Jacob and Verena Dunkel Sigg came to America in 1846 from Switzerland. With their son, Jacob, they settled on a farm near Eckley, Ohio. Conrad Sigg was born in 1847 there. Jacob died of typhoid fever in 1848. Later Verena Dunkel Sigg married Rudolpb Kutzli, also from Switzerland. Verena and Rudolph had eight children, John, Rudolph, Jr., Barney, George, Adolph, Elizabeth, Mary and Sophia Kutzli.

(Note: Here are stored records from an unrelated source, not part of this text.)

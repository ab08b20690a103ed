use clap::Parser;
use colored::*;
use eyre::{Context, Result, eyre};
use log::info;
use std::fs;
use std::path::{Path, PathBuf};
use std::sync::{Arc, Mutex};

use cadence::cli::Cli;
use cadence::cli::commands::Commands;
use cadence::config::Config;
use cadence::domain::definition::LoopDefinition;
use cadence::domain::execution::{AutonomyLevel, ExecutionContext};
use cadence::domain::gate::ApprovalPolicy;
use cadence::domain::skill::SkillOutcome;
use cadence::engine::ExecutionEngine;
use cadence::engine::snapshot::ExecutionSnapshot;
use cadence::supervisor::{
    AutoSupervisor, NoOpNotifier, NoOpRemediationWorker, SupervisorOutcome,
};
use cadence::workspace::FsWorkspace;

fn setup_logging() -> Result<()> {
    // Create log directory
    let log_dir = dirs::data_local_dir()
        .unwrap_or_else(|| PathBuf::from("."))
        .join("cadence")
        .join("logs");

    fs::create_dir_all(&log_dir).context("Failed to create log directory")?;

    let log_file = log_dir.join("cadence.log");

    // Setup env_logger with file output
    let target = Box::new(
        fs::OpenOptions::new()
            .create(true)
            .append(true)
            .open(&log_file)
            .context("Failed to open log file")?,
    );

    env_logger::Builder::from_default_env()
        .target(env_logger::Target::Pipe(target))
        .init();

    info!("Logging initialized, writing to: {}", log_file.display());
    Ok(())
}

async fn run_application(cli: &Cli, config: &Config) -> Result<()> {
    info!("Starting application");

    if cli.is_verbose() {
        println!("{}", "Verbose mode enabled".yellow());
    }

    match &cli.command {
        Commands::Validate { path } => handle_validate(path),
        Commands::Inspect { path, log } => handle_inspect(path, *log),
        Commands::Simulate {
            path,
            workspace,
            out,
        } => handle_simulate(path, workspace, out.as_deref(), config).await,
    }
}

fn handle_validate(path: &Path) -> Result<()> {
    info!("Validating loop definition: {}", path.display());
    let definition = LoopDefinition::load(path)
        .with_context(|| format!("Failed to load definition from {}", path.display()))?;
    definition.validate().context("Definition is invalid")?;

    let skills: usize = definition.phases.iter().map(|p| p.skills.len()).sum();
    let gates = definition.phases.iter().filter(|p| p.gate.is_some()).count();
    println!(
        "{} {} ({} phase(s), {} skill(s), {} gate(s))",
        "Valid:".green(),
        definition.name,
        definition.phases.len(),
        skills,
        gates
    );
    Ok(())
}

fn handle_inspect(path: &Path, show_log: bool) -> Result<()> {
    info!("Inspecting snapshot: {}", path.display());
    let content = fs::read_to_string(path)
        .with_context(|| format!("Failed to read snapshot from {}", path.display()))?;
    let snapshot = ExecutionSnapshot::from_json(&content).context("Failed to parse snapshot")?;

    let execution = &snapshot.record.execution;
    println!("{} {}", "Execution:".cyan(), execution.id);
    println!("  Loop:     {}", execution.loop_id);
    println!("  Status:   {:?}", execution.status);
    println!("  Exported: {}", snapshot.exported_at_utc);

    for phase in &snapshot.record.phases {
        println!("  {} {}", "Phase:".cyan(), phase.name);
        for skill in &phase.skills {
            println!("    skill {:<24} {:?}", skill.name, skill.status);
        }
        if let Some(gate) = &phase.gate {
            println!(
                "    gate  {:<24} {:?} ({} decision(s))",
                gate.name,
                gate.status,
                gate.decisions.len()
            );
        }
    }

    if show_log {
        println!("  {}", "Log:".cyan());
        for entry in &snapshot.record.log {
            println!("    [{}] {:?} {}", entry.timestamp, entry.level, entry.message);
        }
    }
    Ok(())
}

async fn handle_simulate(
    path: &Path,
    workspace_root: &Path,
    out: Option<&Path>,
    config: &Config,
) -> Result<()> {
    info!("Simulating execution of: {}", path.display());
    let definition = LoopDefinition::load(path)
        .with_context(|| format!("Failed to load definition from {}", path.display()))?;

    let mut engine = ExecutionEngine::new();
    let execution = engine.start(&definition, ExecutionContext::default(), AutonomyLevel::Full)?;
    let id = execution.id.clone();
    println!("{} {}", "Started:".green(), id);

    let engine = Arc::new(Mutex::new(engine));
    let supervisor = AutoSupervisor::new(
        Arc::clone(&engine),
        Arc::new(FsWorkspace::new(workspace_root)),
        Arc::new(NoOpRemediationWorker),
        Arc::new(NoOpNotifier),
        config.supervisor_config(),
    );

    for phase in &definition.phases {
        println!("{} {}", "Phase:".cyan(), phase.name);
        {
            let mut engine = lock(&engine)?;
            for skill in &phase.skills {
                engine.complete_skill(
                    &id,
                    &skill.id,
                    SkillOutcome {
                        success: true,
                        score: 1.0,
                    },
                )?;
                println!("  {} {}", "completed".green(), skill.name);
            }
            engine.complete_phase(&id)?;
        }

        if let Some(gate_spec) = &phase.gate {
            // The engine resolved auto_if_configured at start; read the live policy
            let policy = {
                let engine = lock(&engine)?;
                let record = engine.get_state(&id)?;
                let pi = record
                    .find_gate(&gate_spec.id)
                    .ok_or_else(|| eyre!("gate {} missing from record", gate_spec.id))?;
                record.phases[pi]
                    .gate
                    .as_ref()
                    .map(|g| g.policy)
                    .ok_or_else(|| eyre!("gate {} missing from record", gate_spec.id))?
            };

            if policy == ApprovalPolicy::Automatic {
                match supervisor.auto_approve(&id, &gate_spec.id).await? {
                    SupervisorOutcome::AutoApproved { attempts } => {
                        println!(
                            "  {} {} (attempt {})",
                            "gate auto-approved".green(),
                            gate_spec.name,
                            attempts.len()
                        );
                    }
                    SupervisorOutcome::Escalated(event) => {
                        println!(
                            "  {} {} ({} failed guarantee(s))",
                            "gate escalated to pending-human".yellow(),
                            gate_spec.name,
                            event.failed_guarantees.len()
                        );
                        println!("{}", "Simulation halted awaiting human review".yellow());
                        return Ok(());
                    }
                    SupervisorOutcome::Aborted { .. } => {
                        println!("{}", "Simulation paused".yellow());
                        return Ok(());
                    }
                }
            } else {
                lock(&engine)?.approve_gate(
                    &id,
                    &gate_spec.id,
                    "simulator",
                    "approved in simulation",
                )?;
                println!("  {} {}", "gate approved".green(), gate_spec.name);
            }
        }

        lock(&engine)?.advance_phase(&id)?;
    }

    let snapshot = lock(&engine)?.export_snapshot(&id)?;
    println!(
        "{} {} ({:?})",
        "Finished:".green(),
        id,
        snapshot.record.execution.status
    );
    if let Some(out) = out {
        fs::write(out, snapshot.to_json()?)
            .with_context(|| format!("Failed to write snapshot to {}", out.display()))?;
        println!("{} {}", "Snapshot written:".green(), out.display());
    }
    Ok(())
}

fn lock(engine: &Arc<Mutex<ExecutionEngine>>) -> Result<std::sync::MutexGuard<'_, ExecutionEngine>> {
    engine.lock().map_err(|e| eyre!("engine lock poisoned: {}", e))
}

#[tokio::main]
async fn main() -> Result<()> {
    // Setup logging first
    setup_logging().context("Failed to setup logging")?;

    // Parse CLI arguments
    let cli = Cli::parse();

    // Load configuration
    let config = Config::load(cli.config.as_ref()).context("Failed to load configuration")?;

    info!("Starting with config from: {:?}", cli.config);

    // Run the main application logic
    run_application(&cli, &config).await.context("Application failed")?;

    Ok(())
}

When Jacob Sigg, Jr. and Conrad Sigg were about 18 to 20 years old, their stepfather bought each of the boys an eighty acre farm as their share of their father's farm. The farms were covered with timber and were in Ridgeville Township, five miles southeast of Archbold, Ohio. Conrad built a shack to live in and started to cut down some timber to get land on which to raise crops. An attempt was made to clear about five acres each winter. The finest logs went to the Archbold sawmill. The rest were rolled together and burned. At a log rolling and burning, the neighbors came to help and have a party. Jacob Sigg soon sold his farm and purchased one near Wauseon, Ohio. The country was quite newly settled and the state road was laid log beside log as mud made it impossible to drive through in the rainy season.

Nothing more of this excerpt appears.